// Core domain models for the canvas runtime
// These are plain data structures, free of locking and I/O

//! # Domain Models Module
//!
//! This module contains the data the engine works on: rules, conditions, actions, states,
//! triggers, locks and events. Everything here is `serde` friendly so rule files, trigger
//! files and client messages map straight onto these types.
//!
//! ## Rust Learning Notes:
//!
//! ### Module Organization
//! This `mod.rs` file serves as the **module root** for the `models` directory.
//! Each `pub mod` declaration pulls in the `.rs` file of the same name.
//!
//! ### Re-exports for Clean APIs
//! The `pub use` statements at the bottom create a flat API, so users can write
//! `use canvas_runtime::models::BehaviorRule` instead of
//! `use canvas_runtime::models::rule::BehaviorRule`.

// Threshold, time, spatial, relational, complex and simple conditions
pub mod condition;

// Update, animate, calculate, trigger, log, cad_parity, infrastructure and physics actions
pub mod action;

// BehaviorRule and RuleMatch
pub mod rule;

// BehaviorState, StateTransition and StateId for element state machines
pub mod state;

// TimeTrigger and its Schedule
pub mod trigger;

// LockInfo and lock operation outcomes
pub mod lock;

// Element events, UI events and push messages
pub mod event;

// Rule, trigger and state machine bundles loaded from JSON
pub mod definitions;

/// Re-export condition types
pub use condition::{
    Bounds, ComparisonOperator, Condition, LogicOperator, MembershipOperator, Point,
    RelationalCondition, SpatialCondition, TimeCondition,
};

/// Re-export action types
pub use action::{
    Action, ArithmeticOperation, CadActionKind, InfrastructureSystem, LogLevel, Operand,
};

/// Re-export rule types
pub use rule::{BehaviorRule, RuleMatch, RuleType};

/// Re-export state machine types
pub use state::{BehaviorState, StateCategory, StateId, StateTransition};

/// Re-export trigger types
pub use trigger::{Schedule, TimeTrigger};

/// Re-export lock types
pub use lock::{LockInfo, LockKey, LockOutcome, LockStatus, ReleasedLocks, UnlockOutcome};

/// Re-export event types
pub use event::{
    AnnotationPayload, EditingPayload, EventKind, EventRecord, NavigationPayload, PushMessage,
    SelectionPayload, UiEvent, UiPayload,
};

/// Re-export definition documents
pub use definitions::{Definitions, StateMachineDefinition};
::::::::
EXERCISE BRIEF: Among the lines above, which ones include the word "RuleMatch"? Copy them.

OUTPUT BELOW:
// BehaviorRule and RuleMatch
pub use rule::{BehaviorRule, RuleMatch, RuleType};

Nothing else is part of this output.